From April 2013, there has been a requirement to disclose a specific, substantial and credible use for the invention in the patent specification.

5. The innovation must not have prior use If you have been selling the product, using the process in your business, or if you have licensed it, this prior use disqualifies it from being patentable.

There is no such thing as a 'worldwide' patent.

A patent is granted by a government of a country. The Australian Government, for example, does not have power to grant a patent that would apply in the United States. Nor does the United States Government have the power to grant a patent that would apply in Australia.

Patent Cooperation Treaty (PCT)

Sometimes the Patent Cooperation Treaty (PCT) is thought of as conferring a 'worldwide' patent. The PCT, however, deals only with the application process.

Before the PCT, it was necessary to file separately in each country where the patent was sought. This was expensive to do, and forced applicants to decide—sometimes prematurely—in which countries they should seek patents.

The objectives of the PCT were to address these 2 problems by:

  1. Deeming a PCT application in 1 treaty member country to be filed in all treaty member countries at the same time.
  2. Allowing an applicant a period of up to 21 or 31 months from the earliest priority date to decide in which countries to proceed to apply for a patent (called 'national phase').

Applying for a patent in other countries

There are 2 ways of applying for a patent in other countries:

  1. You may file a separate complete application in each country in which you decide to pursue the grant of a patent.
  2. You may file a PCT application, and in due course nominate those countries in which you want to proceed to national phase.

It is not mandatory to file a PCT application.
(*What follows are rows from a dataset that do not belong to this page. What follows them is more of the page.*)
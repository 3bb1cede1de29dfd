//! Folding LoRA updates into base tensors.
//!
//! With `A: [r, in]`, `B: [out, r]` and scale `s = alpha / r`
//! (or `alpha / sqrt(r)` for rsLoRA):
//!
//! - Linear: `W[out, in] += s * B @ A`
//! - `fan_in_fan_out` (GPT-2 `Conv1D`): `W[in, out] += s * (B @ A)^T`
//! - Embedding: `E[vocab, dim] += s * (B @ A)^T` with `A: [r, vocab]`, `B: [dim, r]`
//! - DoRA: `V = W + s * B @ A`, then `W' = m * V / ||V||` per output row
//! - Bias: `b += s * lora_B.bias`
//!
//! All arithmetic runs in `f32`.

use lorafuse_core::{LoraFuseError, Result};
use ndarray::{Array2, ArrayView1, ArrayView2, ArrayViewMut2, Axis};

use crate::adapter::{LoraKind, LoraModule};
use crate::WeightTensor;

fn view2<'a>(name: &str, tensor: &'a WeightTensor) -> Result<ArrayView2<'a, f32>> {
    let values = tensor.values().ok_or_else(|| {
        LoraFuseError::IncompatibleAdapter(format!("'{name}' is not a floating point tensor"))
    })?;
    let shape = tensor.shape();
    if shape.len() != 2 {
        return Err(LoraFuseError::IncompatibleAdapter(format!(
            "'{name}' has shape {shape:?}; expected a 2-D tensor"
        )));
    }
    ArrayView2::from_shape((shape[0], shape[1]), values)
        .map_err(|e| LoraFuseError::IncompatibleAdapter(format!("'{name}': {e}")))
}

/// `scale * B @ A` for a module.
pub fn lora_delta(module: &LoraModule) -> Result<Array2<f32>> {
    let a = view2(&format!("{}.lora_A", module.name), &module.lora_a)?;
    let b = view2(&format!("{}.lora_B", module.name), &module.lora_b)?;
    let mut delta = b.dot(&a);
    delta *= module.scale;
    Ok(delta)
}

/// Base weight shape a module's delta must be added to.
pub fn expected_weight_shape(module: &LoraModule, fan_in_fan_out: bool) -> [usize; 2] {
    let (out, inp) = module.delta_shape();
    match module.kind {
        LoraKind::Embedding => [inp, out],
        LoraKind::Linear if fan_in_fan_out => [inp, out],
        LoraKind::Linear => [out, inp],
    }
}

/// Fold a module's low-rank update into its base weight in place.
pub fn fold_weight(
    weight: &mut WeightTensor,
    module: &LoraModule,
    fan_in_fan_out: bool,
) -> Result<()> {
    let expected = expected_weight_shape(module, fan_in_fan_out);
    if weight.shape() != expected {
        return Err(LoraFuseError::ShapeMismatch {
            name: module.weight_name(),
            expected: expected.to_vec(),
            actual: weight.shape().to_vec(),
        });
    }

    let delta = lora_delta(module)?;
    let transposed = module.kind == LoraKind::Embedding || fan_in_fan_out;
    let delta = if transposed {
        delta.reversed_axes()
    } else {
        delta
    };

    let name = module.weight_name();
    let shape = (expected[0], expected[1]);
    let values = weight.values_mut().ok_or_else(|| {
        LoraFuseError::IncompatibleAdapter(format!("'{name}' is not a floating point tensor"))
    })?;
    let mut w = ArrayViewMut2::from_shape(shape, values)
        .map_err(|e| LoraFuseError::IncompatibleAdapter(format!("'{name}': {e}")))?;

    w.scaled_add(1.0, &delta);

    if let Some(magnitude) = &module.magnitude {
        let m = magnitude.values().ok_or_else(|| {
            LoraFuseError::IncompatibleAdapter(format!(
                "'{}.lora_magnitude_vector' is not a floating point tensor",
                module.name
            ))
        })?;
        // Output rows are columns of a Conv1D weight.
        let rows = if fan_in_fan_out { w.reversed_axes() } else { w };
        rescale_rows(rows, ArrayView1::from(m));
    }

    Ok(())
}

/// Scale each row of `v` to the matching magnitude. Zero rows stay zero.
fn rescale_rows(mut v: ArrayViewMut2<'_, f32>, magnitude: ArrayView1<'_, f32>) {
    for (mut row, &m) in v.axis_iter_mut(Axis(0)).zip(magnitude.iter()) {
        let norm = row.dot(&row).sqrt();
        if norm > 0.0 {
            row *= m / norm;
        }
    }
}

/// Fold `scale * lora_B.bias` into the base bias.
pub fn fold_bias(bias: &mut WeightTensor, module: &LoraModule) -> Result<()> {
    let Some(lora_bias) = &module.bias else {
        return Ok(());
    };
    let (out, _) = module.delta_shape();
    if bias.num_elements() != out {
        return Err(LoraFuseError::ShapeMismatch {
            name: module.bias_name(),
            expected: vec![out],
            actual: bias.shape().to_vec(),
        });
    }

    let name = module.bias_name();
    let delta = lora_bias.values().ok_or_else(|| {
        LoraFuseError::IncompatibleAdapter(format!("'{name}' LoRA bias is not floating point"))
    })?;
    let values = bias.values_mut().ok_or_else(|| {
        LoraFuseError::IncompatibleAdapter(format!("'{name}' is not a floating point tensor"))
    })?;
    for (v, d) in values.iter_mut().zip(delta) {
        *v += module.scale * d;
    }
    Ok(())
}
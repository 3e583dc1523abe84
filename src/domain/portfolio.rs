//! Portfolio state and equity tracking.

use chrono::NaiveDate;
use serde::Serialize;
use std::collections::{BTreeMap, BTreeSet};

#[derive(Debug, Clone, PartialEq, Serialize)]
pub struct EquityPoint {
    pub date: NaiveDate,
    pub value: f64,
}

/// Long-only cash and holdings carried from day to day.
#[derive(Debug, Clone, PartialEq)]
pub struct PortfolioState {
    pub cash: f64,
    pub initial_capital: f64,
    pub positions: BTreeMap<String, f64>,
}

impl PortfolioState {
    pub fn new(initial_capital: f64) -> Self {
        PortfolioState {
            cash: initial_capital,
            initial_capital,
            positions: BTreeMap::new(),
        }
    }

    pub fn quantity(&self, asset: &str) -> f64 {
        self.positions.get(asset).copied().unwrap_or(0.0)
    }

    pub fn holds(&self, asset: &str) -> bool {
        self.quantity(asset) > 0.0
    }

    /// Assets with a strictly positive quantity.
    pub fn held_assets(&self) -> BTreeSet<String> {
        self.positions
            .iter()
            .filter(|(_, qty)| **qty > 0.0)
            .map(|(asset, _)| asset.clone())
            .collect()
    }

    pub fn set_position(&mut self, asset: &str, quantity: f64) {
        self.positions.insert(asset.to_string(), quantity);
    }

    pub fn clear_position(&mut self, asset: &str) -> f64 {
        self.positions.insert(asset.to_string(), 0.0).unwrap_or(0.0)
    }

    /// `cash + Σ qty × price`, valuing each holding with `price_of`.
    ///
    /// Holdings for which `price_of` returns `None` are skipped.
    pub fn total_value<F>(&self, mut price_of: F) -> f64
    where
        F: FnMut(&str) -> Option<f64>,
    {
        let holdings: f64 = self
            .positions
            .iter()
            .filter(|(_, qty)| **qty > 0.0)
            .filter_map(|(asset, qty)| price_of(asset).map(|p| qty * p))
            .sum();
        self.cash + holdings
    }
}
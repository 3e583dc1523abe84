//! Per-day portfolio selection and the walk-forward loop.

use chrono::NaiveDate;
use rayon::prelude::*;
use std::collections::BTreeMap;

use super::backtest::DailyChoices;
use super::cancel::{CancelFlag, is_cancelled};
use super::constraint::Constraint;
use super::error::QubotraderError;
use super::objective::{ObjectiveConfig, ScoreMap, build_objective};
use super::price::PriceTable;
use super::solver::{SelectionResult, SelectionWarning, Solver};
use crate::ports::score_port::ScoreProvider;

/// Choose today's assets from `scores` and the trailing `history`.
///
/// No asset with a positive score yields an empty selection with a
/// `NoPositiveScore` warning and the solver is not invoked.
pub fn optimize_day(
    scores: &ScoreMap,
    history: &PriceTable,
    objective_config: &ObjectiveConfig,
    constraint: &Constraint,
    solver: &dyn Solver,
    cancel: Option<&CancelFlag>,
) -> SelectionResult {
    match build_objective(scores, history, objective_config) {
        Ok(objective) => solver.solve(&objective, constraint, cancel),
        Err(QubotraderError::EmptyCandidateSet) => {
            SelectionResult::with_warning(SelectionWarning::NoPositiveScore)
        }
        Err(e) => {
            tracing::warn!(error = %e, "objective could not be built");
            SelectionResult::empty()
        }
    }
}

#[derive(Debug, Clone, PartialEq)]
pub struct OptimizerConfig {
    pub objective: ObjectiveConfig,
    pub constraint: Constraint,
    /// Rows of history per decision, decision row included. 0 = all rows so far.
    pub lookback_days: usize,
    /// Leading rows that never trade.
    pub warmup_days: usize,
}

impl Default for OptimizerConfig {
    fn default() -> Self {
        OptimizerConfig {
            objective: ObjectiveConfig::default(),
            constraint: Constraint::default(),
            lookback_days: 0,
            warmup_days: 10,
        }
    }
}

impl OptimizerConfig {
    /// History rows `start..=row` visible on decision row `row`.
    pub fn history_start(&self, row: usize) -> usize {
        if self.lookback_days == 0 {
            0
        } else {
            (row + 1).saturating_sub(self.lookback_days)
        }
    }
}

#[derive(Debug, Clone, PartialEq)]
pub struct DaySelection {
    pub date: NaiveDate,
    pub scores: ScoreMap,
    pub result: SelectionResult,
}

#[derive(Debug, Clone, Default, PartialEq)]
pub struct DailySelections {
    pub days: BTreeMap<NaiveDate, DaySelection>,
    pub cancelled: bool,
}

impl DailySelections {
    /// Target sets keyed by date, as consumed by the backtest engine.
    pub fn choices(&self) -> DailyChoices {
        self.days
            .iter()
            .map(|(date, day)| (*date, day.result.chosen_assets.clone()))
            .collect()
    }

    pub fn warning_count(&self) -> usize {
        self.days.values().map(|d| d.result.warnings.len()).sum()
    }
}

/// Walk forward over `prices`, solving every decision row independently.
///
/// Row `i` only sees rows up to and including `i`. Rows before
/// `warmup_days` get an empty selection. Days left unsolved after
/// cancellation are absent from the map.
pub fn compute_daily_selections(
    prices: &PriceTable,
    scorer: &dyn ScoreProvider,
    config: &OptimizerConfig,
    solver: &dyn Solver,
    cancel: Option<&CancelFlag>,
) -> DailySelections {
    tracing::info!(
        days = prices.len(),
        solver = solver.name(),
        scorer = scorer.name(),
        "computing daily selections"
    );

    let solved: Vec<Option<DaySelection>> = (0..prices.len())
        .into_par_iter()
        .map(|row| {
            if is_cancelled(cancel) {
                return None;
            }
            let date = prices.dates()[row];
            if row < config.warmup_days {
                return Some(DaySelection {
                    date,
                    scores: ScoreMap::new(),
                    result: SelectionResult::empty(),
                });
            }

            let history = prices.window(config.history_start(row), row);
            let scores = scorer.scores(&history);
            let result = optimize_day(
                &scores,
                &history,
                &config.objective,
                &config.constraint,
                solver,
                cancel,
            );
            if result.was_cancelled() {
                return None;
            }
            for warning in &result.warnings {
                tracing::warn!(%date, %warning, "selection warning");
            }
            tracing::debug!(
                %date,
                chosen = ?result.chosen_assets,
                objective = result.objective_value,
                "day solved"
            );
            Some(DaySelection {
                date,
                scores,
                result,
            })
        })
        .collect();

    let mut selections = DailySelections::default();
    for day in solved {
        match day {
            Some(day) => {
                selections.days.insert(day.date, day);
            }
            None => selections.cancelled = true,
        }
    }

    if selections.cancelled {
        tracing::info!(solved = selections.days.len(), "selection cancelled");
    }
    selections
}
Read more about how to apply for a PCT. You can also engage a patent attorney to file the application for you.

You might consider filing a complete application in each relevant country, and forgo the PCT application step, for example, where:

  1. You decide to pursue patents in a small number of countries only.
  2. Some of the countries where you want to pursue a patent are not members of the PCT (some South American, Central American, African, and Middle Eastern countries).

Patent application process in other countries

In practice, you would consider applying for a patent in those countries where you anticipate:

  1. Selling the products or services protected by the patent.
  2. Exporting the products or services protected by the patent.
  3. Licensing the products or services protected by the patent.

The patent application process in other countries is much the same as in Australia: the application is examined to ensure that the requirements for a patent are met, third parties may oppose or object to the grant of a patent, and when the application is successful, the patent is granted.

Costs

Additional costs may be incurred for:

  1. Fees charged by the individual national patent offices.
  2. The fee for retaining a patent attorney/lawyer in the individual jurisdictions.
  3. A certified translation of the patent specification required in some non-English speaking countries.

The maximum duration of your patent will be 20 years (for a standard patent) or 8 years (for an innovation patent), from the application filing date.

After your patent is first granted, it will be subject to payment of annual renewal fees.

Your rights as a patent holder include the right:

  1. To obtain a court order to stop a competitor unlawfully using (infringing) your patent (this kind of order is called an injunction).
  2. To grant a licence to another person (e.g. in other parts of Australia, in other industries, or in other countries) to exploit your patent commercially, in return for licence fees, royalties, or other payments.
  3. To sell your patent.
  4. To gift your patent in your will.
  5. To mark your product and its packaging as being patented (someone who does so without having a patent commits an offence).

If you have applied for a patent, and the application is pending, you are also entitled to mark your product, and its packaging, to indicate that a patent is pending (e.g. 'patent pending'). Again, someone who does so without having a patent commits an offence.